Hopes were raised when I learnt that the company was interested in the
planned publication and in being asked specific questions to issues relevant
to the article. Consequently, on
May 14, 2004 I wrote the Chief Executive Officer of the
company, Ms. Sonita Jagan seeking answers/ information on twelve issues
considered by me as relevant to any discussion on this behemoth. The company
has not acknowledged my letter or provided any of the requested information.
In italics, the questions asked/information requested are set out
and, for the benefit of readers, the reasons for asking and other comments.
1. Copies of the company's Annual Report including the Directors
Report for 2001-2003. As a business/financial column, financial information
is absolutely critical for any meaningful examination to be done while the
report provides some form of narrative report and discussion. We have learnt
that the company does not usually provide a Directors' Report which is a
statutory requirement.
2. Details of the scope of the agreement under which Atlantic
Tele-Network, Inc. (ATN), the parent company of GT&T, provided advisory
services to GT&T. The level and nature of these fees are subject to
significant controversy and are even the subject of an Order by the Public
Utilities Commission (PUC) and a matter before the Courts.
3. Amount of legal fees paid by the company for the years 2001-2003
separated between local payments and overseas payments. Even the most casual
review of the notes to the company's financial statements and documents
filed by the parent company to the Securities and Exchange Commission
suggests that a knowledge of law is a prerequisite for a proper appreciation
of the company's financial statements. The number of significant legal
matters disclosed in its financial statements, suggest that legal fees were
a substantial cost in the company's financial statements. These were however
not separately disclosed.
4. Details of advisory services provided by ATN to the company for
2001-2003 and payments made. This detailed information was requested to
enable us to comment on the reasonableness of the charge in any particular
year.
5. Confirmation that no other local or overseas costs were borne by
GT&T in respect of these services. This was requested to determine that
there was no duplication of payment for the same service or expense.

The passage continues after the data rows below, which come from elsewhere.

//! Response shapes for the metadata-service release search.

use serde::Deserialize;

#[derive(Debug, Clone, Deserialize)]
pub struct ReleaseSearchResults {
    #[serde(default)]
    pub releases: Vec<Release>,
    #[serde(default)]
    pub count: Option<u32>,
}

/// One published edition of a musical work.
#[derive(Debug, Clone, Deserialize)]
pub struct Release {
    pub id: String,
    pub title: String,
    #[serde(default)]
    pub date: Option<String>,
    #[serde(default, rename = "release-group")]
    pub release_group: Option<ReleaseGroup>,
    #[serde(default, rename = "artist-credit")]
    pub artist_credit: Vec<ArtistCredit>,
    #[serde(default, rename = "cover-art-archive")]
    pub cover_art_archive: Option<CoverArtArchive>,
}

/// The logical work a release belongs to.
#[derive(Debug, Clone, Default, Deserialize)]
pub struct ReleaseGroup {
    #[serde(default)]
    pub id: Option<String>,
    #[serde(default, rename = "primary-type")]
    pub primary_type: Option<String>,
    #[serde(default, rename = "secondary-types")]
    pub secondary_types: Vec<String>,
}

#[derive(Debug, Clone, Deserialize)]
pub struct ArtistCredit {
    #[serde(default)]
    pub name: Option<String>,
    #[serde(default)]
    pub artist: Option<CreditedArtist>,
}

#[derive(Debug, Clone, Deserialize)]
pub struct CreditedArtist {
    #[serde(default)]
    pub name: Option<String>,
}

#[derive(Debug, Clone, Default, Deserialize)]
pub struct CoverArtArchive {
    #[serde(default)]
    pub front: bool,
}
//! Handle incoming notifications

use lsp_types as lsp;
use lsp::{notification::Notification, NumberOrString};
use lsp_server;
use serde_json;
use ca65kit::lang::{normalize_client_uri,Document};
use super::{logger,schedule_diagnostics};

pub fn handle_notification(
    connection: &lsp_server::Connection,
    note: lsp_server::Notification,
    tools: &mut super::Tools) {

    match note.method.as_str() {
        lsp::notification::DidChangeConfiguration::METHOD => {
            match super::request_configuration(&connection) {
                Ok(()) => {},
                Err(_) => logger(&connection,"request for configuration failed")
            }
        },
        lsp::notification::DidOpenTextDocument::METHOD => {
            if let Ok(params) = serde_json::from_value::<lsp::DidOpenTextDocumentParams>(note.params) {
                let normalized_uri = normalize_client_uri(params.text_document.uri);
                let doc = Document {
                    uri: normalized_uri.clone(),
                    version: Some(params.text_document.version),
                    text: params.text_document.text
                };
                if let Ok(mut analyzer) = tools.analyzer.lock() {
                    analyzer.update_document(&doc);
                }
                schedule_diagnostics(tools,normalized_uri,doc.version);
            }
        },
        lsp::notification::DidChangeTextDocument::METHOD => {
            if let Ok(params) = serde_json::from_value::<lsp::DidChangeTextDocumentParams>(note.params) {
                let normalized_uri = normalize_client_uri(params.text_document.uri);
                for change in params.content_changes {
                    // we asked for full documents so expect just one iteration
                    let doc = Document {
                        uri: normalized_uri.clone(),
                        version: Some(params.text_document.version),
                        text: change.text
                    };
                    if let Ok(mut analyzer) = tools.analyzer.lock() {
                        analyzer.update_document(&doc);
                    }
                    schedule_diagnostics(tools,normalized_uri.clone(),Some(params.text_document.version));
                }
            }
        },
        lsp::notification::DidCloseTextDocument::METHOD => {
            if let Ok(params) = serde_json::from_value::<lsp::DidCloseTextDocumentParams>(note.params) {
                let normalized_uri = normalize_client_uri(params.text_document.uri);
                logger(&connection,&format!("closed {}",normalized_uri.as_str()));
            }
        },
        lsp::notification::DidChangeWatchedFiles::METHOD => {
            if let Ok(params) = serde_json::from_value::<lsp::DidChangeWatchedFilesParams>(note.params) {
                for event in params.changes {
                    let normalized_uri = normalize_client_uri(event.uri);
                    match event.typ {
                        lsp::FileChangeType::DELETED => {
                            if let Ok(mut analyzer) = tools.analyzer.lock() {
                                analyzer.remove_document(normalized_uri.as_str());
                            }
                        },
                        _ => {
                            if let Ok(path) = normalized_uri.to_file_path() {
                                if let Ok(doc) = Document::from_file_path(&path) {
                                    if let Ok(mut analyzer) = tools.analyzer.lock() {
                                        analyzer.update_document(&doc);
                                    }
                                    schedule_diagnostics(tools,normalized_uri.clone(),None);
                                }
                            }
                        }
                    }
                }
            }
        },
        lsp::notification::Cancel::METHOD => {
            if let Ok(params) = serde_json::from_value::<lsp::CancelParams>(note.params) {
                let id = match params.id {
                    NumberOrString::Number(id) => lsp_server::RequestId::from(id),
                    NumberOrString::String(s) => lsp_server::RequestId::from(s)
                };
                logger(&connection,&format!("request {} was canceled",id.to_string()));
            }
        },
        lsp::notification::SetTrace::METHOD => {
            if let Ok(_params) = serde_json::from_value::<lsp::SetTraceParams>(note.params) {
                logger(&connection,"ignoring the SetTrace notification");
            }
        },
        which_method => {
            logger(&connection,&format!("unhandled notification {}",which_method))
        }
    }
}
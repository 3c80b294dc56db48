//! This is the ca65 language server.
//! Cargo will compile this to a standalone executable.
//!
//! The ca65kit library crate provides all of the analysis.
//! The server activity is all in this file and its submodules.

use lsp_types as lsp;
use lsp::notification::Notification;
use lsp::request::Request;
use lsp_server;
use serde_json;
use std::collections::VecDeque;
use std::error::Error;
use std::sync::atomic::Ordering;
use std::sync::{Arc,Mutex};
use ca65kit::lang::ca65;
use ca65kit::lang::ca65::analysis::Analyzer;
use ca65kit::lang::ca65::diagnostics::{Debouncer,DiagnosticRunner,NoAssembler};

mod notification;
mod request;
mod response;

const DIAG_DEBOUNCE_MILLIS: u64 = 300;

// JSON-RPC error codes; are they defined somewhere else?
// -32768 through -32000 are reserved
mod rpc_error {
    pub const PARSE_ERROR: i32 = -32700;
}

#[derive(thiserror::Error,Debug)]
enum ServerError {
    #[error("Parsing")]
    Parsing
}

struct DiagnosticsResult {
    token: u64,
    uri: lsp::Url,
    version: Option<i32>,
    sets: Vec<(lsp::Url,Vec<lsp::Diagnostic>)>
}

struct Tools {
    analyzer: Arc<Mutex<Analyzer>>,
    hover_provider: ca65::hovers::HoverProvider,
    completion_provider: ca65::completions::CompletionProvider,
    debouncer: Debouncer,
    diag_threads: VecDeque<std::thread::JoinHandle<Option<DiagnosticsResult>>>
}

impl Tools {
    pub fn new() -> Self {
        Self {
            analyzer: Arc::new(Mutex::new(Analyzer::new())),
            hover_provider: ca65::hovers::HoverProvider::new(),
            completion_provider: ca65::completions::CompletionProvider::new(),
            debouncer: Debouncer::new(DIAG_DEBOUNCE_MILLIS),
            diag_threads: VecDeque::new()
        }
    }
}

/// Send log messages to the client.
fn logger(connection: &lsp_server::Connection, message: &str) {
    let note = lsp_server::Notification::new(
        lsp::notification::LogMessage::METHOD.to_string(),
        lsp::LogMessageParams {
            typ: lsp::MessageType::LOG,
            message: message.to_string()
        }
    );
    match connection.sender.send(lsp_server::Message::Notification(note)) {
        Err(_) => {}, // nowhere to send log, what can we do about it?
        Ok(()) => {}
    }
}

/// request the root configuration item
fn request_configuration(connection: &lsp_server::Connection) -> Result<(),Box<dyn Error>> {
    let req = lsp_server::Request::new(
        lsp_server::RequestId::from("ca65-pull-config".to_string()),
        lsp::request::WorkspaceConfiguration::METHOD.to_string(),
        lsp::ConfigurationParams { items: vec![
            lsp::ConfigurationItem {
                scope_uri: None,
                section: Some("ca65".to_string())
            }
        ]}
    );
    match connection.sender.send(req.into()) {
        Ok(()) => Ok(()),
        Err(e) => Err(Box::new(e))
    }
}

/// parse the response to the configuration request
fn parse_configuration(resp: lsp_server::Response) -> Result<ca65::settings::Settings,Box<dyn Error>> {
    if let Some(result) = resp.result {
        if let Some(ary) = result.as_array() {
            // this loop always exits in the first iteration, we only requested 1 item
            for item in ary {
                let json_config = item.to_string();
                match ca65::settings::parse(&json_config) {
                    Ok(config) => return Ok(config),
                    Err(e) => return Err(e)
                }
            }
        }
    }
    Err(Box::new(ServerError::Parsing))
}

/// Diagnostics are never requested by the client.
/// This server pushes them up after a debounced background pass, which in
/// turn is triggered by document changes.
pub fn push_diagnostics(connection: &lsp_server::Connection, uri: lsp::Url, version: Option<i32>,
    diagnostics: Vec<lsp::Diagnostic>) {
    let note = lsp_server::Notification::new(
        "textDocument/publishDiagnostics".to_string(),
        lsp::PublishDiagnosticsParams {
            uri,
            diagnostics,
            version
        }
    );
    match connection.sender.send(lsp_server::Message::Notification(note)) {
        Err(_) => logger(connection,"could not push diagnostics"),
        Ok(()) => {}
    }
}

/// Launch a debounced diagnostic pass over the closure of `uri`.  The pass
/// aborts without side effects when a newer edit supersedes it.
fn schedule_diagnostics(tools: &mut Tools, uri: lsp::Url, version: Option<i32>) {
    let (token,abort) = tools.debouncer.schedule(uri.as_str());
    let delay = tools.debouncer.delay();
    let analyzer = Arc::clone(&tools.analyzer);
    let handle = std::thread::spawn(move || {
        std::thread::sleep(delay);
        if abort.load(Ordering::Relaxed) {
            return None;
        }
        let mut guard = match analyzer.lock() {
            Ok(guard) => guard,
            Err(_) => return None
        };
        let key = uri.to_string();
        let settings = guard.settings_for(&key).clone();
        let roots = guard.root_files_for(&key);
        // the external assembler is a collaborator behind DiagnosticRunner;
        // the stock build analyzes without one
        let external = match NoAssembler.run(&roots,&settings,Arc::clone(&abort)) {
            Ok(map) => map,
            Err(e) => {
                log::error!("diagnostic runner failed: {}",e);
                return None;
            }
        };
        let mut sets = Vec::new();
        for file in guard.translation_unit(&key) {
            let existing = external.get(&file).cloned().unwrap_or_default();
            let mut diags = existing.clone();
            diags.append(&mut ca65::diagnostics::unused_symbols(&mut guard,&file,&existing));
            if let Ok(parsed) = lsp::Url::parse(&file) {
                sets.push((parsed,diags));
            }
        }
        if abort.load(Ordering::Relaxed) {
            return None;
        }
        Some(DiagnosticsResult { token, uri, version, sets })
    });
    tools.diag_threads.push_back(handle);
}

fn main() -> Result<(), Box<dyn Error + Sync + Send>> {

    ca65kit::lang::server::ServerOptions::from_args().init_logging();

    let mut tools = Tools::new();
    let (connection, io_threads) = lsp_server::Connection::stdio();

    logger(&connection,"start initializing connection");
    let (id,params) = connection.initialize_start()?;
    let params: lsp::InitializeParams = serde_json::from_value(params)?;

    let result = lsp::InitializeResult {
        capabilities: lsp::ServerCapabilities {
            text_document_sync: Some(lsp::TextDocumentSyncCapability::Options(
                lsp::TextDocumentSyncOptions {
                    open_close: Some(true),
                    change: Some(lsp::TextDocumentSyncKind::FULL),
                    will_save: None,
                    will_save_wait_until: None,
                    save: None
                }
            )),
            definition_provider: Some(lsp::OneOf::Left(true)),
            references_provider: Some(lsp::OneOf::Left(true)),
            rename_provider: Some(lsp::OneOf::Left(true)),
            hover_provider: Some(lsp::HoverProviderCapability::Simple(true)),
            completion_provider: Some(lsp::CompletionOptions {
                resolve_provider: Some(false),
                trigger_characters: Some([":",".","@","#","("].iter().map(|trig| trig.to_string()).collect()),
                ..lsp::CompletionOptions::default()
            }),
            document_symbol_provider: Some(lsp::OneOf::Left(true)),
            workspace_symbol_provider: Some(lsp::OneOf::Left(true)),
            folding_range_provider: Some(lsp::FoldingRangeProviderCapability::Simple(true)),
            document_link_provider: Some(lsp::DocumentLinkOptions {
                resolve_provider: Some(false),
                work_done_progress_options: lsp::WorkDoneProgressOptions::default()
            }),
            document_highlight_provider: Some(lsp::OneOf::Left(true)),
            inlay_hint_provider: Some(lsp::OneOf::Left(true)),
            call_hierarchy_provider: Some(lsp::CallHierarchyServerCapability::Simple(true)),
            ..lsp::ServerCapabilities::default()
        },
        server_info: Some(lsp::ServerInfo {
            name: "ca65".to_string(),
            version: Some(env!("CARGO_PKG_VERSION").to_string())
        })
    };
    connection.initialize_finish(id, serde_json::to_value(result)?)?;
    logger(&connection,"connection initialized");

    // registrations
    let mut registrations: Vec<lsp::Registration> = Vec::new();
    if let Some(workspace) = params.capabilities.workspace {
        if let Some(config) = workspace.configuration {
            if config {
                registrations.push(lsp::Registration {
                    id: "pull-config".to_string(),
                    method: lsp::notification::DidChangeConfiguration::METHOD.to_string(),
                    register_options: None
                });
            }
        }
    }
    let req = lsp_server::Request::new(
        lsp_server::RequestId::from("ca65-reg-config".to_string()),
        lsp::request::RegisterCapability::METHOD.to_string(),
        lsp::RegistrationParams { registrations });
    if let Err(_) = connection.sender.send(req.into()) {
        logger(&connection,"could not register change configuration capability");
    }

    // Starting configuration
    match request_configuration(&connection) {
        Ok(()) => {},
        Err(_) => logger(&connection,"could not request starting configuration")
    }

    // Initial workspace scan; queries block on the analyzer mutex until
    // the two-pass scan completes and the initialization gate opens.
    if let Some(folders) = params.workspace_folders {
        let source_dirs = folders.iter().map(|f| f.uri.clone()).collect::<Vec<lsp::Url>>();
        tools.hover_provider.set_workspace_folder(source_dirs.clone());
        if let Ok(mut mutex) = tools.analyzer.lock() {
            match mutex.init_workspace(source_dirs, Vec::new()) {
                Ok(()) => {},
                Err(e) => logger(&connection,&format!("initial workspace scan failed: {}",e))
            }
        }
    }

    // Main loop
    while let Ok(msg) = connection.receiver.recv() {

        // Gather data from finished diagnostic passes; stale tokens were
        // superseded by a newer edit and must not publish.
        if let Some(oldest) = tools.diag_threads.front() {
            if oldest.is_finished() {
                let done = tools.diag_threads.pop_front().unwrap();
                if let Ok(Some(result)) = done.join() {
                    if tools.debouncer.is_current(result.uri.as_str(),result.token) {
                        for (uri,diagnostics) in result.sets {
                            let version = match uri == result.uri {
                                true => result.version,
                                false => None
                            };
                            push_diagnostics(&connection,uri,version,diagnostics);
                        }
                    }
                }
            }
        }

        // Handle messages from the client
        match msg {
            lsp_server::Message::Notification(note) => {
                notification::handle_notification(&connection,note,&mut tools);
            }
            lsp_server::Message::Request(req) => {
                if request::handle_request(&connection, req, &mut tools) {
                    break;
                }
            },
            lsp_server::Message::Response(resp) => {
                response::handle_response(&connection, resp, &mut tools);
            }
        }
    }

    io_threads.join()?;
    Ok(())
}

6. Particulars of remuneration and expenses paid (to) or on behalf
of the directors. The company disclosed remuneration for the directors in
its financial statements but did not disclose any related expenses.
7. The year when the company first paid dividends and the dividends
record of GT&T. Information was required to assess the overall return
provided to the shareholders of the company including the Government of
Guyana while the record would clarify any misperceptions that the company
had for several years not paid any dividends which would have necessitated
payments to Guyana.
8. The proportion of the income of ATN which GT&T accounts for.
Information would illustrate the significance of GT&T to the ATN Group, as
well as provide some background against which to test the reasonableness of
some of the charges.
9. Whether the company is willing to negotiate for Cable &
Wireless's purchase of the company. This is a matter of public interest.
10. Would the press/other stakeholders be admitted to the Annual
General Meeting of the company? To assess the company's commitment to
transparency and procedures.
11. The progress of the company's plans in respect of its Global
System for Mobile Communication (GSM) Network and the potential launch date.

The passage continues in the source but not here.